● Information

//! Driver dashboard: availability toggle, the radar feed and the current job.

use super::{
    empty_state, handle_logout_dialog, header_row, highlight_style, logout_dialog, panel,
    render_chrome, Notice,
};
use crate::components::dialog::ConfirmDialog;
use crate::components::{step_selection, theme, Dashboard, DashboardAction};
use crate::models::{Identity, Ride, RideStatus};
use crate::store::{Command, EntityStore};
use crate::tui::Frame;
use anyhow::Result;
use crossterm::event::{KeyCode, KeyEvent};
use ratatui::{
    prelude::*,
    widgets::{Cell, Paragraph, Row, Table, TableState},
};

/// Label of the button that moves the driver's current job forward.
fn job_action_label(status: RideStatus) -> Option<&'static str> {
    match status {
        RideStatus::EnRoute => Some("Confirm Patient Pickup"),
        RideStatus::PickedUp => Some("Complete Ride"),
        RideStatus::Requested | RideStatus::Completed => None,
    }
}

pub struct DriverDashboard {
    identity: Identity,
    /// Offline drivers see neither the feed nor their current job.
    pub online: bool,
    feed_state: TableState,
    logout: ConfirmDialog,
    notice: Notice,
}

impl DriverDashboard {
    pub fn new(identity: Identity) -> Self {
        Self {
            identity,
            online: true,
            feed_state: TableState::default().with_selected(Some(0)),
            logout: logout_dialog(),
            notice: Notice::default(),
        }
    }

    fn current_job<'a>(&self, store: &'a EntityStore) -> Option<&'a Ride> {
        store.active_ride_for(&self.identity.display_name)
    }

    fn on_enter(&self, store: &EntityStore) -> Option<DashboardAction> {
        if !self.online {
            return None;
        }
        if let Some(ride) = self.current_job(store) {
            return ride.status.next().map(|status| {
                DashboardAction::Apply(Command::AdvanceRide {
                    id: ride.id.clone(),
                    status,
                })
            });
        }

        let open = store.open_rides();
        if open.is_empty() {
            return None;
        }
        let index = self.feed_state.selected().unwrap_or(0).min(open.len() - 1);
        Some(DashboardAction::Apply(Command::AdvanceRide {
            id: open[index].id.clone(),
            status: RideStatus::EnRoute,
        }))
    }

    fn render_offline(&self, frame: &mut Frame, area: Rect) {
        let card = Paragraph::new(vec![
            Line::from(""),
            Line::from(Span::styled(
                "You are currently offline.",
                Style::default()
                    .fg(theme::TEXT)
                    .add_modifier(Modifier::BOLD),
            )),
            Line::from(Span::styled(
                "Go online to receive emergency dispatch requests.",
                Style::default().fg(theme::HELP),
            )),
        ])
        .alignment(Alignment::Center)
        .block(panel(" Status "));
        frame.render_widget(card, area);
    }

    fn render_job(&self, frame: &mut Frame, area: Rect, ride: &Ride) {
        let block = panel(Line::from(Span::styled(
            " CURRENT JOB ",
            Style::default()
                .fg(theme::INFO)
                .add_modifier(Modifier::BOLD),
        )));
        let label = Style::default()
            .fg(theme::TEXT_DIM)
            .add_modifier(Modifier::BOLD);
        let value = Style::default().fg(theme::TEXT);

        let mut lines = vec![
            Line::from(Span::styled(
                ride.status.to_string(),
                Style::default()
                    .fg(theme::INFO)
                    .add_modifier(Modifier::BOLD),
            )),
            Line::from(Span::styled(
                format!("{} • {}", ride.vehicle, ride.patient_name),
                Style::default().fg(theme::HELP),
            )),
            Line::from(""),
            Line::from(vec![
                Span::styled("● ", Style::default().fg(theme::SUCCESS)),
                Span::styled("PICKUP   ", label),
                Span::styled(ride.pickup_location.as_str(), value),
            ]),
            Line::from(Span::styled("│", Style::default().fg(theme::BORDER))),
            Line::from(vec![
                Span::styled("● ", Style::default().fg(theme::DANGER)),
                Span::styled("DROPOFF  ", label),
                Span::styled(ride.drop_location.as_str(), value),
            ]),
            Line::from(""),
        ];
        if let Some(action) = job_action_label(ride.status) {
            let bg = if ride.status == RideStatus::EnRoute {
                theme::SUCCESS
            } else {
                theme::INFO
            };
            lines.push(Line::from(Span::styled(
                format!(" {action} "),
                Style::default()
                    .fg(theme::BACKGROUND)
                    .bg(bg)
                    .add_modifier(Modifier::BOLD),
            )));
        }

        frame.render_widget(
            Paragraph::new(lines)
                .alignment(Alignment::Center)
                .block(block),
            area,
        );
    }

    fn render_feed(&self, frame: &mut Frame, area: Rect, store: &EntityStore) {
        let open = store.open_rides();
        let title = Line::from(vec![
            Span::raw(" Radar Feed "),
            Span::styled(
                format!(" {} ", open.len()),
                Style::default()
                    .fg(Color::White)
                    .bg(theme::DANGER)
                    .add_modifier(Modifier::BOLD),
            ),
            Span::raw(" "),
        ]);
        let block = panel(title);

        if open.is_empty() {
            frame.render_widget(
                empty_state("Scanning Area...", "Waiting for dispatch from HQ.").block(block),
                area,
            );
            return;
        }

        let rows = open.iter().map(|r| {
            Row::new(vec![
                Cell::from(Span::styled(
                    format!("● {}", r.vehicle),
                    Style::default()
                        .fg(theme::DANGER)
                        .add_modifier(Modifier::BOLD),
                )),
                Cell::from(r.patient_name.clone()),
                Cell::from(r.pickup_location.clone()),
                Cell::from("2.4km • 4m"),
            ])
        });
        let table = Table::new(
            rows,
            [
                Constraint::Percentage(20),
                Constraint::Percentage(25),
                Constraint::Percentage(35),
                Constraint::Percentage(20),
            ],
        )
        .header(header_row(&["Request", "Patient", "Pickup", "Distance"]))
        .block(block)
        .row_highlight_style(highlight_style())
        .highlight_symbol("► ");

        let mut state = self.feed_state.clone();
        if state.selected().is_some_and(|i| i >= open.len()) {
            state.select(Some(open.len() - 1));
        }
        frame.render_stateful_widget(table, area, &mut state);
    }
}

impl Dashboard for DriverDashboard {
    fn handle_input(
        &mut self,
        key: KeyEvent,
        store: &EntityStore,
    ) -> Result<Option<DashboardAction>> {
        if let Some(action) = handle_logout_dialog(&mut self.logout, key) {
            return Ok(action);
        }

        match key.code {
            KeyCode::Esc => self.logout.show(),
            KeyCode::Char('o') | KeyCode::Char('O') => self.online = !self.online,
            KeyCode::Up | KeyCode::Down => {
                let len = store.open_rides().len();
                let next = step_selection(self.feed_state.selected(), len, key.code == KeyCode::Down);
                self.feed_state.select(next.or(Some(0)));
            }
            KeyCode::Enter => return Ok(self.on_enter(store)),
            _ => {}
        }
        Ok(None)
    }

    fn render(&self, frame: &mut Frame, store: &EntityStore) {
        let job = self.current_job(store);
        let help = match (self.online, job) {
            (false, _) => "O: Go online | Esc: Logout",
            (true, Some(_)) => "Enter: Next step | O: Go offline | Esc: Logout",
            (true, None) => "↑↓: Select | Enter: Accept Request | O: Go offline | Esc: Logout",
        };
        let body = render_chrome(
            frame,
            "Driver Portal",
            &self.identity,
            &[],
            0,
            help,
            &self.notice,
        );

        let layout = Layout::default()
            .direction(Direction::Vertical)
            .constraints([Constraint::Length(2), Constraint::Min(6)])
            .split(body);

        let (label, color) = if self.online {
            ("● ONLINE", theme::SUCCESS)
        } else {
            ("○ OFFLINE", theme::TEXT_DIM)
        };
        frame.render_widget(
            Paragraph::new(Span::styled(
                label,
                Style::default().fg(color).add_modifier(Modifier::BOLD),
            ))
            .alignment(Alignment::Right),
            layout[0],
        );

        let content = centered_column(layout[1]);
        match (self.online, job) {
            (false, _) => self.render_offline(frame, content),
            (true, Some(ride)) => self.render_job(frame, content, ride),
            (true, None) => self.render_feed(frame, content, store),
        }

        self.logout.render(frame);
    }

    fn report_error(&mut self, message: String) {
        self.notice.set(message);
    }

    fn tick(&mut self) {
        self.notice.check_timeout();
    }
}

/// Narrow centre column the driver views are laid out in.
fn centered_column(area: Rect) -> Rect {
    Layout::default()
        .direction(Direction::Horizontal)
        .constraints([
            Constraint::Percentage(15),
            Constraint::Percentage(70),
            Constraint::Percentage(15),
        ])
        .split(area)[1]
}

#[cfg(test)]
mod tests {
    use super::*;
    use crate::components::testing::render_to_text;
    use crate::models::{Role, VehicleType};
    use crate::store::NewRide;
    use crossterm::event::KeyModifiers;

    fn key(code: KeyCode) -> KeyEvent {
        KeyEvent::new(code, KeyModifiers::NONE)
    }

    fn identity(id: &str, name: &str, role: Role) -> Identity {
        Identity {
            id: id.to_string(),
            display_name: name.to_string(),
            email: format!("{id}@medx.test"),
            role,
        }
    }

    fn driver() -> DriverDashboard {
        DriverDashboard::new(identity("d1", "Ravi", Role::Driver))
    }

    fn store_with_ride() -> (EntityStore, String) {
        let mut store = EntityStore::new();
        let id = store
            .add_ride(
                &identity("p1", "Asha", Role::Patient),
                NewRide {
                    vehicle: VehicleType::Ambulance,
                },
            )
            .id
            .clone();
        (store, id)
    }

    #[test]
    fn accepting_a_request_moves_it_en_route() {
        let (store, id) = store_with_ride();
        let mut dashboard = driver();
        assert_eq!(
            dashboard.handle_input(key(KeyCode::Enter), &store).unwrap(),
            Some(DashboardAction::Apply(Command::AdvanceRide {
                id,
                status: RideStatus::EnRoute,
            }))
        );
    }

    #[test]
    fn current_job_offers_only_the_next_step() {
        let (mut store, id) = store_with_ride();
        store.update_ride_status(&id, RideStatus::EnRoute, "Ravi").unwrap();
        let mut dashboard = driver();

        let screen = render_to_text(100, 30, |frame| dashboard.render(frame, &store));
        assert!(screen.contains("Confirm Patient Pickup"));
        assert!(!screen.contains("Complete Ride"));

        assert_eq!(
            dashboard.handle_input(key(KeyCode::Enter), &store).unwrap(),
            Some(DashboardAction::Apply(Command::AdvanceRide {
                id: id.clone(),
                status: RideStatus::PickedUp,
            }))
        );

        store.update_ride_status(&id, RideStatus::PickedUp, "Ravi").unwrap();
        let screen = render_to_text(100, 30, |frame| dashboard.render(frame, &store));
        assert!(screen.contains("Complete Ride"));
    }

    #[test]
    fn another_drivers_job_stays_out_of_the_feed() {
        let (mut store, id) = store_with_ride();
        store.update_ride_status(&id, RideStatus::EnRoute, "Meena").unwrap();
        let mut dashboard = driver();

        assert_eq!(dashboard.handle_input(key(KeyCode::Enter), &store).unwrap(), None);
        let screen = render_to_text(100, 30, |frame| dashboard.render(frame, &store));
        assert!(screen.contains("Scanning Area..."));
        assert!(screen.contains("Waiting for dispatch from HQ."));
    }

    #[test]
    fn offline_driver_cannot_accept() {
        let (store, _) = store_with_ride();
        let mut dashboard = driver();
        dashboard.handle_input(key(KeyCode::Char('o')), &store).unwrap();
        assert!(!dashboard.online);
        assert_eq!(dashboard.handle_input(key(KeyCode::Enter), &store).unwrap(), None);

        let screen = render_to_text(100, 30, |frame| dashboard.render(frame, &store));
        assert!(screen.contains("You are currently offline."));
    }
}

● Problem statement
The answer should consist of the lines from the first line of the entries through the line with "use crate::components::dialog::ConfirmDialog;", copied exactly.

● Answer section
//! Driver dashboard: availability toggle, the radar feed and the current job.

use super::{
    empty_state, handle_logout_dialog, header_row, highlight_style, logout_dialog, panel,
    render_chrome, Notice,
};
use crate::components::dialog::ConfirmDialog;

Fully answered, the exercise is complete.